Оленька рыдала в голос, слушая старшую подругу. Между ними разница в двенадцать лет. Жанна умная, неплохой хирург, сильная женщина. Про жизнь она знает все-все. И если Жанна говорит, что пройдет, – значит, пройдет. Надо переждать боль и оторвать от себя счастье. Бывшее счастье. Главное, сразу отказаться от него, а это так трудно. Оленька плакала, потому что прощалась со своим счастьем навсегда.

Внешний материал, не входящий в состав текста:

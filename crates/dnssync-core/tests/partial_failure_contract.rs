//! Contract Test: Partial Failure Aggregation
//!
//! Constraints verified:
//! - Invalid endpoints are rejected one by one, the valid rest is applied
//! - A failing vendor call does not block other operations
//! - A failing delete of one duplicate rule does not skip the others
//! - Every failure is named in the aggregated error
//! - Listing failures propagate unchanged when nothing else failed
//!
//! If this test fails, one bad record can stall a whole change set.

mod common;

use common::*;
use dnssync_core::{ChangeSet, Error};
use tokio_test::assert_err;

fn apply_failures(err: Error) -> dnssync_core::ApplyFailures {
    match err {
        Error::Apply(failures) => failures,
        other => panic!("expected aggregated apply error, got {:?}", other),
    }
}

#[tokio::test]
async fn three_valid_creates_and_one_unsupported_type() {
    let api = FakeRewriteApi::new();
    let reconciler = reconciler(&api);

    let changes = ChangeSet {
        create: vec![
            a("one.example.com", &["10.0.0.1"]),
            txt("one.example.com", "heritage=external-dns,external-dns/owner=default"),
            aaaa("two.example.com", &["2001:db8::2"]),
            cname("three.example.com", "one.example.com"),
        ],
        ..Default::default()
    };

    let failures = apply_failures(assert_err!(reconciler.apply_changes(changes).await));

    assert_eq!(failures.len(), 1);
    assert_eq!(failures.count_kind("validation"), 1);
    let failure = failures.iter().next().unwrap();
    assert_eq!(failure.subject, "one.example.com (TXT)");
    assert!(failure.to_string().contains("TXT"));

    assert_eq!(api.create_calls(), 3);
    assert_eq!(
        api.rule_pairs(),
        vec![
            pair("one.example.com", "10.0.0.1"),
            pair("three.example.com", "one.example.com"),
            pair("two.example.com", "2001:db8::2"),
        ]
    );
}

#[tokio::test]
async fn vendor_failure_does_not_block_other_hosts() {
    let api = FakeRewriteApi::with_rules(&[("old.example.com", "10.0.0.9")]);
    api.fail_creates_for("flaky.example.com", Injected::Transient);
    let reconciler = reconciler(&api);

    let changes = ChangeSet {
        create: vec![
            a("flaky.example.com", &["10.0.0.1", "10.0.0.2"]),
            a("fine.example.com", &["10.0.0.3"]),
        ],
        delete: vec![a("old.example.com", &["10.0.0.9"])],
        ..Default::default()
    };

    let failures = apply_failures(assert_err!(reconciler.apply_changes(changes).await));

    assert_eq!(failures.len(), 2, "both flaky targets are reported");
    assert_eq!(failures.count_kind("transient"), 2);
    let subjects: Vec<_> = failures.iter().map(|f| f.subject.as_str()).collect();
    assert!(subjects.contains(&"create flaky.example.com -> 10.0.0.1"));
    assert!(subjects.contains(&"create flaky.example.com -> 10.0.0.2"));

    assert_eq!(api.rule_pairs(), vec![pair("fine.example.com", "10.0.0.3")]);
}

#[tokio::test]
async fn validation_and_vendor_failures_are_reported_together() {
    let api = FakeRewriteApi::new();
    api.fail_creates_for("denied.example.com", Injected::Auth);
    let reconciler = reconciler(&api);

    let changes = ChangeSet {
        create: vec![
            a("denied.example.com", &["10.0.0.1"]),
            cname("multi.example.com", "x.example.com"),
            a("bad.example.com", &["not-an-ip.example.com"]),
        ],
        ..Default::default()
    };

    let failures = apply_failures(assert_err!(reconciler.apply_changes(changes).await));

    assert_eq!(failures.len(), 2);
    assert_eq!(failures.count_kind("validation"), 1);
    assert_eq!(failures.count_kind("authentication"), 1);
    assert_eq!(api.rule_pairs(), vec![pair("multi.example.com", "x.example.com")]);
}

#[tokio::test]
async fn listing_failure_propagates_as_is() {
    let api = FakeRewriteApi::new();
    api.fail_list_with(Injected::Auth);
    let reconciler = reconciler(&api);

    let changes = ChangeSet {
        create: vec![a("one.example.com", &["10.0.0.1"])],
        ..Default::default()
    };

    let err = assert_err!(reconciler.apply_changes(changes).await);
    assert!(matches!(err, Error::Authentication(_)));
    assert_eq!(api.create_calls(), 0);

    let err = assert_err!(reconciler.records().await);
    assert!(matches!(err, Error::Authentication(_)));
}

#[tokio::test]
async fn listing_failure_is_aggregated_with_validation_failures() {
    let api = FakeRewriteApi::new();
    api.fail_list_with(Injected::Transient);
    let reconciler = reconciler(&api);

    let changes = ChangeSet {
        create: vec![a("one.example.com", &["10.0.0.1"]), txt("one.example.com", "owner")],
        ..Default::default()
    };

    let failures = apply_failures(assert_err!(reconciler.apply_changes(changes).await));

    assert_eq!(failures.count_kind("validation"), 1);
    assert_eq!(failures.count_kind("transient"), 1);
    assert!(failures.iter().any(|f| f.subject == "list rewrite rules"));
}

#[tokio::test]
async fn failed_delete_of_one_duplicate_still_deletes_the_rest() {
    let api = FakeRewriteApi::new();
    let stuck = api.insert("dup.example.com", "10.0.0.1");
    let other = api.insert("dup.example.com", "10.0.0.1");
    api.fail_deletes_for(&stuck, Injected::Transient);
    let reconciler = reconciler(&api);

    let changes = ChangeSet {
        delete: vec![a("dup.example.com", &["10.0.0.1"])],
        ..Default::default()
    };

    let failures = apply_failures(assert_err!(reconciler.apply_changes(changes).await));

    assert_eq!(failures.len(), 1);
    assert_eq!(failures.count_kind("transient"), 1);
    assert_eq!(api.deleted(), vec![stuck.clone(), other]);
    let remaining: Vec<_> = api.rules().into_iter().map(|r| r.id).collect();
    assert_eq!(remaining, vec![stuck]);
}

Жанна не выспрашивала подробности, как это делают многие люди, находя в боли собеседника удовлетворение: мол, и мне было плохо, как тебе, всем достается, переживешь. Она вообще ничего не выспрашивала, а приготовила ванну с облаком пены и заставила Оленьку погрузиться в нее по самую шею. Время от времени Жанна заглядывала в ванную, затем тихонько закрывала за собой дверь. Она беспокоилась об Оленьке, чтобы та не вздумала, например, утонуть.

Но беспокоилась она зря. Оленька не покончит с собой, не такая уж она слабенькая, как думают о ней. «Оленька – прелесть, Оленька – душка, Оленька – цыпленочек» – так о ней говорят в больнице. Оленька, Оленька... Никто не называет ее Ольгой или хотя бы Олей. Это о многом говорит. Например, о том, что для всех она как бы малышка – очаровательная наивная девочка, исполнительная, как школьница. Женщину в ней никто не видит, даже муж... А между прочим, ей двадцать пять. Пусть внешне она и выглядит на семнадцать, но внутри-то – взрослый, вполне сформировавшийся человек. Итак, сегодня девочка Оленька умерла безвозвратно. Пока на новом месте не появилось новых всходов – это будет потом, когда пройдет боль. А боль пройдет, так говорит Жанна.